## [Activity]
Go through the lines below. Copy those with "builder".

## [Task data]
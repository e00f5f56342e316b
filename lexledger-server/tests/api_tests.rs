use axum::{
    body::Body,
    http::{Request, StatusCode},
    Router,
};
use config_engine::ServerConfig;
use serde_json::{json, Value};
use tower::ServiceExt;
use uuid::Uuid;

use lexledger_server::{create_app, LedgerServer};

fn app() -> Router {
    create_app(LedgerServer::in_memory(), &ServerConfig::default())
}

async fn send(app: &Router, method: &str, uri: &str, body: Option<Value>) -> (StatusCode, Value) {
    let builder = Request::builder().method(method).uri(uri);
    let request = match body {
        Some(body) => builder
            .header("content-type", "application/json")
            .body(Body::from(body.to_string()))
            .unwrap(),
        None => builder.body(Body::empty()).unwrap(),
    };

    let response = app.clone().oneshot(request).await.unwrap();
    let status = response.status();
    let bytes = axum::body::to_bytes(response.into_body(), usize::MAX).await.unwrap();
    let value = if bytes.is_empty() {
        Value::Null
    } else {
        serde_json::from_slice(&bytes).unwrap()
    };
    (status, value)
}

fn account_id(accounts: &Value, code: &str) -> String {
    accounts["data"]
        .as_array()
        .unwrap()
        .iter()
        .find(|a| a["code"] == code)
        .map(|a| a["id"].as_str().unwrap().to_string())
        .unwrap()
}

async fn open_matter(app: &Router, company_id: Uuid) -> (String, String) {
    let (status, client) = send(
        app,
        "POST",
        "/api/v1/clients",
        Some(json!({ "company_id": company_id, "name": "Nile Holdings" })),
    )
    .await;
    assert_eq!(status, StatusCode::CREATED);
    let client_id = client["data"]["id"].as_str().unwrap().to_string();

    let (status, project) = send(
        app,
        "POST",
        "/api/v1/projects",
        Some(json!({ "client_id": client_id, "name": "Share purchase" })),
    )
    .await;
    assert_eq!(status, StatusCode::CREATED);
    let project_id = project["data"]["id"].as_str().unwrap().to_string();
    (client_id, project_id)
}

#[tokio::test]
async fn health_reports_in_memory_store() {
    let app = app();
    let (status, body) = send(&app, "GET", "/health", None).await;

    assert_eq!(status, StatusCode::OK);
    assert_eq!(body["status"], "healthy");
    assert_eq!(body["checks"]["database"], "in-memory");
}

#[tokio::test]
async fn create_account_returns_created() {
    let app = app();
    let company_id = Uuid::new_v4();
    let uri = format!("/api/v1/companies/{}/accounts", company_id);

    let (status, body) = send(
        &app,
        "POST",
        &uri,
        Some(json!({ "code": "1000", "name": "Operating Cash", "account_type": "ASSET" })),
    )
    .await;
    assert_eq!(status, StatusCode::CREATED);
    assert_eq!(body["success"], true);
    assert_eq!(body["data"]["code"], "1000");

    let (status, body) = send(
        &app,
        "POST",
        &uri,
        Some(json!({ "code": "1000", "name": "Petty Cash", "account_type": "ASSET" })),
    )
    .await;
    assert_eq!(status, StatusCode::CONFLICT);
    assert_eq!(body["error_code"], "LEDGER_2001");

    let (status, body) = send(&app, "GET", &uri, None).await;
    assert_eq!(status, StatusCode::OK);
    assert_eq!(body["data"].as_array().unwrap().len(), 1);
}

#[tokio::test]
async fn unknown_account_is_not_found() {
    let app = app();
    let uri = format!("/api/v1/accounts/{}", Uuid::new_v4());
    let (status, body) = send(&app, "GET", &uri, None).await;

    assert_eq!(status, StatusCode::NOT_FOUND);
    assert_eq!(body["error_code"], "LEDGER_2006");
    assert_eq!(body["error_type"], "not_found");
}

#[tokio::test]
async fn postings_must_balance() {
    let app = app();
    let company_id = Uuid::new_v4();

    let (status, chart) = send(
        &app,
        "POST",
        &format!("/api/v1/companies/{}/chart-of-accounts/reset?confirm=true", company_id),
        Some(json!({})),
    )
    .await;
    assert_eq!(status, StatusCode::OK);
    assert_eq!(chart["data"].as_array().unwrap().len(), 5);
    let cash = account_id(&chart, "1000");
    let fees = account_id(&chart, "4000");

    let (status, body) = send(
        &app,
        "POST",
        "/api/v1/transactions",
        Some(json!({
            "company_id": company_id,
            "date": "2024-03-01",
            "description": "Retainer fee",
            "lines": [
                { "account_id": cash, "amount": "100.00" },
                { "account_id": fees, "amount": "-40.00" }
            ]
        })),
    )
    .await;
    assert_eq!(status, StatusCode::UNPROCESSABLE_ENTITY);
    assert_eq!(body["error_code"], "LEDGER_2002");

    let (status, body) = send(
        &app,
        "POST",
        "/api/v1/transactions",
        Some(json!({
            "company_id": company_id,
            "date": "2024-03-01",
            "description": "Retainer fee",
            "lines": [
                { "account_id": cash, "amount": "100.00" },
                { "account_id": fees, "amount": "-100.00" }
            ]
        })),
    )
    .await;
    assert_eq!(status, StatusCode::CREATED);
    assert_eq!(body["data"]["currency"], "USD");

    let (status, lines) = send(
        &app,
        "GET",
        &format!("/api/v1/companies/{}/cash-lines", company_id),
        None,
    )
    .await;
    assert_eq!(status, StatusCode::OK);
    let lines = lines["data"].as_array().unwrap();
    assert_eq!(lines.len(), 1);
    assert_eq!(lines[0]["account_code"], "1000");
}

#[tokio::test]
async fn malformed_date_is_rejected() {
    let app = app();
    let (status, body) = send(
        &app,
        "POST",
        "/api/v1/transactions",
        Some(json!({
            "company_id": Uuid::new_v4(),
            "date": "01/03/2024",
            "lines": []
        })),
    )
    .await;

    assert_eq!(status, StatusCode::UNPROCESSABLE_ENTITY);
    assert_eq!(body["error_code"], "VALIDATION_1003");
}

#[tokio::test]
async fn zero_query_limit_is_rejected() {
    let app = app();
    let uri = format!("/api/v1/companies/{}/cash-lines?limit=0", Uuid::new_v4());
    let (status, _) = send(&app, "GET", &uri, None).await;

    assert_eq!(status, StatusCode::UNPROCESSABLE_ENTITY);
}

#[tokio::test]
async fn retainer_overdraw_is_rejected() {
    let app = app();
    let (client_id, project_id) = open_matter(&app, Uuid::new_v4()).await;

    let (status, account) = send(
        &app,
        "POST",
        "/api/v1/trust-accounts",
        Some(json!({
            "project_id": project_id,
            "client_id": client_id,
            "account_type": "RETAINER",
            "currency": "usd"
        })),
    )
    .await;
    assert_eq!(status, StatusCode::OK);
    assert_eq!(account["data"]["currency"], "USD");
    let trust_id = account["data"]["id"].as_str().unwrap().to_string();
    let uri = format!("/api/v1/trust-accounts/{}/transactions", trust_id);

    let (status, body) = send(
        &app,
        "POST",
        &uri,
        Some(json!({ "amount": "300", "date": "2024-03-02", "memo": "Deposit" })),
    )
    .await;
    assert_eq!(status, StatusCode::CREATED);
    assert_eq!(body["data"]["balance"], "300");

    let (status, body) = send(
        &app,
        "POST",
        &uri,
        Some(json!({ "amount": "-500", "date": "2024-03-03", "memo": "Court fee" })),
    )
    .await;
    assert_eq!(status, StatusCode::UNPROCESSABLE_ENTITY);
    assert_eq!(body["error_code"], "LEDGER_2003");

    let (status, body) = send(&app, "GET", &uri, None).await;
    assert_eq!(status, StatusCode::OK);
    assert_eq!(body["data"].as_array().unwrap().len(), 1);
}

#[tokio::test]
async fn deleted_project_leaves_purgeable_orphans() {
    let app = app();
    let (client_id, project_id) = open_matter(&app, Uuid::new_v4()).await;

    let (status, _) = send(
        &app,
        "POST",
        "/api/v1/trust-accounts",
        Some(json!({
            "project_id": project_id,
            "client_id": client_id,
            "account_type": "EXPENSE",
            "currency": "EGP"
        })),
    )
    .await;
    assert_eq!(status, StatusCode::OK);

    let (status, _) = send(&app, "DELETE", &format!("/api/v1/projects/{}?confirm=true", project_id), None).await;
    assert_eq!(status, StatusCode::OK);

    let (status, orphans) = send(&app, "GET", "/api/v1/trust-accounts/orphans", None).await;
    assert_eq!(status, StatusCode::OK);
    let orphans = orphans["data"].as_array().unwrap();
    assert_eq!(orphans.len(), 1);
    assert!(orphans[0]["project_id"].is_null());

    let (status, report) = send(&app, "DELETE", "/api/v1/trust-accounts/orphans?confirm=true", None).await;
    assert_eq!(status, StatusCode::OK);
    assert_eq!(report["data"]["purged"].as_array().unwrap().len(), 1);
    assert!(report["data"]["failed"].as_array().unwrap().is_empty());

    let (_, orphans) = send(&app, "GET", "/api/v1/trust-accounts/orphans", None).await;
    assert!(orphans["data"].as_array().unwrap().is_empty());
}

#[tokio::test]
async fn exchange_rates_round_trip_through_settings() {
    let app = app();
    let uri = "/api/v1/settings/exchange-rates/egp/usd";

    let (status, body) = send(&app, "PUT", uri, Some(json!({ "rate": "50.75" }))).await;
    assert_eq!(status, StatusCode::OK);
    assert_eq!(body["data"]["key"], "EX_RATE_EGP_USD");

    let (status, body) = send(&app, "GET", uri, None).await;
    assert_eq!(status, StatusCode::OK);
    assert_eq!(body["data"]["rate"], "50.75");

    let (status, body) = send(&app, "PUT", uri, Some(json!({ "rate": "abc" }))).await;
    assert_eq!(status, StatusCode::UNPROCESSABLE_ENTITY);
    assert_eq!(body["error_code"], "LEDGER_2004");

    let (status, _) = send(&app, "GET", "/api/v1/settings/exchange-rates/eur/usd", None).await;
    assert_eq!(status, StatusCode::NOT_FOUND);
}

#[tokio::test]
async fn company_wipe_reports_removed_rows() {
    let app = app();
    let company_id = Uuid::new_v4();
    send(
        &app,
        "POST",
        &format!("/api/v1/companies/{}/chart-of-accounts/reset?confirm=true", company_id),
        Some(json!({})),
    )
    .await;

    let (status, report) = send(
        &app,
        "DELETE",
        &format!("/api/v1/companies/{}/financials?confirm=true", company_id),
        None,
    )
    .await;
    assert_eq!(status, StatusCode::OK);
    let accounts_removed: u64 = report["data"]["steps"]
        .as_array()
        .unwrap()
        .iter()
        .filter(|s| s["table"] == "accounts")
        .map(|s| s["rows"].as_u64().unwrap())
        .sum();
    assert_eq!(accounts_removed, 5);

    let (_, accounts) = send(&app, "GET", &format!("/api/v1/companies/{}/accounts", company_id), None).await;
    assert!(accounts["data"].as_array().unwrap().is_empty());
}

#[tokio::test]
async fn destructive_routes_require_confirmation() {
    let app = app();
    let company_id = Uuid::new_v4();
    let reset = format!("/api/v1/companies/{}/chart-of-accounts/reset", company_id);

    let (status, body) = send(&app, "POST", &reset, Some(json!({}))).await;
    assert_eq!(status, StatusCode::UNPROCESSABLE_ENTITY);
    assert_eq!(body["error_code"], "VALIDATION_1002");

    let (status, _) = send(&app, "POST", &format!("{}?confirm=true", reset), Some(json!({}))).await;
    assert_eq!(status, StatusCode::OK);

    let wipe = format!("/api/v1/companies/{}/financials", company_id);
    for uri in [wipe.clone(), format!("{}?confirm=false", wipe)] {
        let (status, body) = send(&app, "DELETE", &uri, None).await;
        assert_eq!(status, StatusCode::UNPROCESSABLE_ENTITY);
        assert_eq!(body["error_code"], "VALIDATION_1002");
    }
    let (_, accounts) = send(&app, "GET", &format!("/api/v1/companies/{}/accounts", company_id), None).await;
    assert_eq!(accounts["data"].as_array().unwrap().len(), 5);

    let (client_id, project_id) = open_matter(&app, company_id).await;
    let (status, _) = send(
        &app,
        "POST",
        "/api/v1/trust-accounts",
        Some(json!({
            "project_id": project_id,
            "client_id": client_id,
            "account_type": "RETAINER",
            "currency": "USD"
        })),
    )
    .await;
    assert_eq!(status, StatusCode::OK);

    let (status, _) = send(&app, "DELETE", &format!("/api/v1/projects/{}", project_id), None).await;
    assert_eq!(status, StatusCode::UNPROCESSABLE_ENTITY);
    let (status, _) = send(&app, "GET", &format!("/api/v1/projects/{}", project_id), None).await;
    assert_eq!(status, StatusCode::OK);

    let (status, _) = send(
        &app,
        "DELETE",
        &format!("/api/v1/projects/{}/transactions", project_id),
        None,
    )
    .await;
    assert_eq!(status, StatusCode::UNPROCESSABLE_ENTITY);

    send(&app, "DELETE", &format!("/api/v1/projects/{}?confirm=true", project_id), None).await;
    let (status, _) = send(&app, "DELETE", "/api/v1/trust-accounts/orphans", None).await;
    assert_eq!(status, StatusCode::UNPROCESSABLE_ENTITY);
    let (_, orphans) = send(&app, "GET", "/api/v1/trust-accounts/orphans", None).await;
    assert_eq!(orphans["data"].as_array().unwrap().len(), 1);
}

## [Solution below]
    let builder = Request::builder().method(method).uri(uri);
        Some(body) => builder
        None => builder.body(Body::empty()).unwrap(),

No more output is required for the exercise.